Firebase authentication you can eject, used with any backend

Firebase is great for prototyping projects, especially when you really want to focus on your frontend or mobile app. Plus getting a server up and running from scratch is tedious. So with a couple of clicks, you have a database, a way to authenticate your app and storage, all for free.

But that, still, comes at a cost. The trade-off of how easy and readily available firebase features are is that it locks you in to their ecosystem. I mean, it doesn't matter the type of project, its really uncomfortable adding features to a project that you know at the back of you mind, will be a pain to move to another infrastructure. Like for instance, firebase SDKs make is sooo easy to store stuff into their database solution, you don't need to worry about schema and what not, but rather how the data maps with objects in your app. But it being so easy, means that how you think about you data structure should adhere to their document object model. And for some solutions, data relativity gets very complex where using a relational database would have been ideal.

Take for instance, you come up with a revolutionary to-do application that probably can add tasks before you even think you need to do them. Great idea isn't it. You don't want to spend too much time reinventing the wheel with chores like logging in, registration and a solution like firebase comes in very handy here. That being said, you want to write your server code in python, to leverage some AI library you just read about online, and you really really want to use MySQL. Conflicting I know! You can pretty much plug and play with a buttload of services available out there but choosing which corners to cut and where to put in the effort is a bit tough. And its your responsibility as the millionaire to be. I will however help you cut one corner with this post.

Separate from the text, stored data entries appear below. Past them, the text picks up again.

//! In-memory transport for driving the connection manager in tests.

use std::sync::atomic::{AtomicUsize, Ordering};
use std::sync::{Arc, Mutex};
use tokio::sync::mpsc;

use crate::error::{SyncError, SyncResult};
use crate::transport::{Connection, Connector};

/// How the next dial attempts behave.
#[derive(Debug, Clone, Copy, PartialEq, Eq)]
pub(crate) enum Dial {
    Accept,
    Refuse,
    /// Never completes; only the connect timeout ends it.
    Hang,
}

/// Scripted connector. Every accepted dial hands a [`MockServer`] to the test.
pub(crate) struct MockConnector {
    dial: Arc<Mutex<Dial>>,
    attempts: Arc<AtomicUsize>,
    servers: mpsc::UnboundedSender<MockServer>,
}

/// Test-side controls for a [`MockConnector`].
pub(crate) struct MockControl {
    dial: Arc<Mutex<Dial>>,
    attempts: Arc<AtomicUsize>,
    pub servers: mpsc::UnboundedReceiver<MockServer>,
}

impl MockConnector {
    pub fn new(dial: Dial) -> (Self, MockControl) {
        let dial = Arc::new(Mutex::new(dial));
        let attempts = Arc::new(AtomicUsize::new(0));
        let (servers_tx, servers_rx) = mpsc::unbounded_channel();
        (
            MockConnector {
                dial: dial.clone(),
                attempts: attempts.clone(),
                servers: servers_tx,
            },
            MockControl {
                dial,
                attempts,
                servers: servers_rx,
            },
        )
    }
}

impl MockControl {
    pub fn set_dial(&self, dial: Dial) {
        *self.dial.lock().unwrap() = dial;
    }

    /// Number of connect calls so far.
    pub fn attempts(&self) -> usize {
        self.attempts.load(Ordering::SeqCst)
    }

    /// Waits for the next accepted connection.
    pub async fn accept(&mut self) -> MockServer {
        self.servers.recv().await.expect("connector dropped")
    }
}

impl Connector for MockConnector {
    type Connection = MockConnection;

    async fn connect(&self, _url: &str) -> SyncResult<MockConnection> {
        self.attempts.fetch_add(1, Ordering::SeqCst);
        let dial = *self.dial.lock().unwrap();

        match dial {
            Dial::Refuse => Err(SyncError::ConnectionFailed("connection refused".into())),
            Dial::Hang => std::future::pending().await,
            Dial::Accept => {
                let (frames_tx, frames_rx) = mpsc::unbounded_channel();
                let (sent_tx, sent_rx) = mpsc::unbounded_channel();
                let pings = Arc::new(AtomicUsize::new(0));
                let _ = self.servers.send(MockServer {
                    frames: frames_tx,
                    sent: sent_rx,
                    pings: pings.clone(),
                });
                Ok(MockConnection {
                    frames: frames_rx,
                    sent: sent_tx,
                    pings,
                })
            }
        }
    }
}

enum ServerEvent {
    Frame(String),
    Fail,
}

/// Server end of one mock connection. Dropping it closes the connection.
pub(crate) struct MockServer {
    frames: mpsc::UnboundedSender<ServerEvent>,
    sent: mpsc::UnboundedReceiver<String>,
    pings: Arc<AtomicUsize>,
}

impl MockServer {
    /// Pushes one text frame to the client.
    pub fn push(&self, frame: impl Into<String>) {
        let _ = self.frames.send(ServerEvent::Frame(frame.into()));
    }

    /// Breaks the connection with a transport error.
    pub fn fail(&self) {
        let _ = self.frames.send(ServerEvent::Fail);
    }

    /// Next frame the client sent, `None` once the client hung up.
    pub async fn next_sent(&mut self) -> Option<String> {
        self.sent.recv().await
    }

    /// Frames the client has sent and that have not been read yet.
    pub fn drain_sent(&mut self) -> Vec<String> {
        let mut frames = Vec::new();
        while let Ok(frame) = self.sent.try_recv() {
            frames.push(frame);
        }
        frames
    }

    pub fn pings(&self) -> usize {
        self.pings.load(Ordering::SeqCst)
    }
}

/// Client end of one mock connection.
pub(crate) struct MockConnection {
    frames: mpsc::UnboundedReceiver<ServerEvent>,
    sent: mpsc::UnboundedSender<String>,
    pings: Arc<AtomicUsize>,
}

impl Connection for MockConnection {
    async fn send_text(&mut self, text: String) -> SyncResult<()> {
        self.sent.send(text).map_err(|_| SyncError::Disconnected)
    }

    async fn next_frame(&mut self) -> Option<SyncResult<String>> {
        match self.frames.recv().await? {
            ServerEvent::Frame(text) => Some(Ok(text)),
            ServerEvent::Fail => Some(Err(SyncError::ConnectionFailed(
                "connection reset by peer".into(),
            ))),
        }
    }

    async fn ping(&mut self) -> SyncResult<()> {
        self.pings.fetch_add(1, Ordering::SeqCst);
        Ok(())
    }

    async fn close(&mut self) {
        self.frames.close();
    }
}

Lets stick to the theme, authentication. We'll use firebase for our client. Either web or native app, it doesn't matter. But for our backend? Anything. I was using(learning) Nestjs at the time I stumbled onto this solution so bare with my code samples. So you client will use any firebase sdk for authentication and your server should be expecting and verifying a Json Web Token (JWT).

Why firebase?

"Why not I just write all the authentication logic by myself?" Fair question to ask. Especially given the amount of online resources available online for implementing this. But authentication is not just logging in, or registering a new account or the funky access token validation.

  • There's account or email verification,

  • There's account reset or password retrieval,

  • There's single sign on solutions i.e. logging in via Google or Twitter and,

  • There's making sure that multiple sign on options still work together,

  • There's access token management. The big ol question of storing the token in memory, local storage or as a cookie.

All this could take up half or more of the time you could have spent perfecting your project idea. Firebase already solves all of this, so we'll use that instead.

Yea nah. You don't need firebase on your server.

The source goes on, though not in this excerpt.